Now, there's a current in the American publishing industry that tries to capitalise on popular culture. There's a book on The Sopranos and philosophy, and another on Doctor House and philosophy, say. So you will not be surprised to learn that there's a book on Pink Floyd and philosophy called, as you might have already guessed, Pink Floyd and Philosophy: Careful with that Axiom, Eugene! published in 2007.

A number of professors of philosophy teamed up to discuss philosophical themes in Pink Floyd songs.

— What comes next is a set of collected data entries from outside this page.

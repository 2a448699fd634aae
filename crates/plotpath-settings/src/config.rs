//! Conversion configuration
//!
//! One section per front end. Files are JSON or TOML, chosen by extension,
//! and are validated on both load and save.

use serde::{Deserialize, Serialize};
use std::path::{Path, PathBuf};
use tracing::debug;

use crate::error::{SettingsError, SettingsResult};

/// SVG front end settings
#[derive(Debug, Clone, Copy, PartialEq, Serialize, Deserialize)]
#[serde(default)]
pub struct SvgSettings {
    /// SVG user units to device units
    pub scale: f64,
}

impl Default for SvgSettings {
    fn default() -> Self {
        Self { scale: 100.0 }
    }
}

/// GCode front end settings
#[derive(Debug, Clone, Copy, PartialEq, Serialize, Deserialize)]
#[serde(default)]
pub struct GcodeSettings {
    /// GCode units to device units
    pub scale: f64,
    /// Extrusion changes up to this magnitude are ignored
    pub extrusion_proximity: f64,
}

impl Default for GcodeSettings {
    fn default() -> Self {
        Self {
            scale: 1.0,
            extrusion_proximity: 0.0,
        }
    }
}

/// Complete configuration
#[derive(Debug, Clone, Copy, Default, PartialEq, Serialize, Deserialize)]
#[serde(default)]
pub struct Config {
    pub svg: SvgSettings,
    pub gcode: GcodeSettings,
}

#[derive(Debug, Clone, Copy, PartialEq, Eq)]
enum Format {
    Json,
    Toml,
}

impl Format {
    fn from_path(path: &Path) -> SettingsResult<Self> {
        match path.extension().and_then(|ext| ext.to_str()) {
            Some("json") => Ok(Format::Json),
            Some("toml") => Ok(Format::Toml),
            _ => Err(SettingsError::UnsupportedFormat(format!(
                "{} (config file must be .json or .toml)",
                path.display()
            ))),
        }
    }
}

impl Config {
    /// Create new config with defaults
    pub fn new() -> Self {
        Self::default()
    }

    /// `<config dir>/plotpath/config.toml`
    pub fn default_path() -> SettingsResult<PathBuf> {
        dirs::config_dir()
            .map(|dir| dir.join("plotpath").join("config.toml"))
            .ok_or_else(|| {
                SettingsError::ConfigDirectory("no configuration directory on this platform".into())
            })
    }

    /// Load config from file (JSON or TOML)
    pub fn load_from_file(path: &Path) -> SettingsResult<Self> {
        let format = Format::from_path(path)?;
        let content = std::fs::read_to_string(path).map_err(|e| {
            SettingsError::LoadError(format!("Failed to read {}: {}", path.display(), e))
        })?;

        let config: Self = match format {
            Format::Json => serde_json::from_str(&content)?,
            Format::Toml => toml::from_str(&content)?,
        };

        config.validate()?;
        debug!(path = %path.display(), "loaded configuration");
        Ok(config)
    }

    /// Save config to file (JSON or TOML)
    pub fn save_to_file(&self, path: &Path) -> SettingsResult<()> {
        self.validate()?;

        let content = match Format::from_path(path)? {
            Format::Json => serde_json::to_string_pretty(self)?,
            Format::Toml => toml::to_string_pretty(self)?,
        };

        if let Some(parent) = path.parent().filter(|p| !p.as_os_str().is_empty()) {
            std::fs::create_dir_all(parent)?;
        }
        std::fs::write(path, content).map_err(|e| {
            SettingsError::SaveError(format!("Failed to write {}: {}", path.display(), e))
        })?;

        debug!(path = %path.display(), "saved configuration");
        Ok(())
    }

    /// Validate configuration
    pub fn validate(&self) -> SettingsResult<()> {
        if !(self.svg.scale.is_finite() && self.svg.scale > 0.0) {
            return Err(SettingsError::invalid("svg.scale", "must be a finite value > 0"));
        }

        if !(self.gcode.scale.is_finite() && self.gcode.scale > 0.0) {
            return Err(SettingsError::invalid("gcode.scale", "must be a finite value > 0"));
        }

        let proximity = self.gcode.extrusion_proximity;
        if !(proximity.is_finite() && proximity >= 0.0) {
            return Err(SettingsError::invalid(
                "gcode.extrusion_proximity",
                "must be a finite value >= 0",
            ));
        }

        Ok(())
    }
}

There are essays with titles such as, "Dragged Down by the Stone: Pink Floyd, Alienation, and the Pressures of Life" and "Theodor Adorno, Pink Floyd, and the Dialectics of Alienation". This does not mean that Roger Waters, or any other member of Pink Floyd for that matter, is a "philosopher" in any sense of the word. What it does mean, however, is that artists - irrespective of the idiom they express themselves in - experience the same phenomena that give rise to philosophical speculation and analysis. Hans Keller was right when he said that if somebody has an audience, then s/he deserves to be heard. Keller was referring to the bi-directional communication flow between the artist/philosopher/public thinker/politician and the public.

Thus, if Roger Waters experienced alienation or other modern-day pressures of life, he expressed them in his own way, in words meant to be sung, like Church hymns. As a hymn is not a theological treatise, even though it conveys a message about Man's relationship with God, so a good popular music song is not a philosophical treatise, even though it conveys a message about the problems that philosophy and "serious" thinking too treat (albeit according to a methodology and within certain parameters and a certain system).

The reason is quite self-evident. All said and done, everything under the sun is in tune. You might add, even tongue-in-cheek, "But the sun is eclipsed by the moon"... and we could go on talking about it all night long.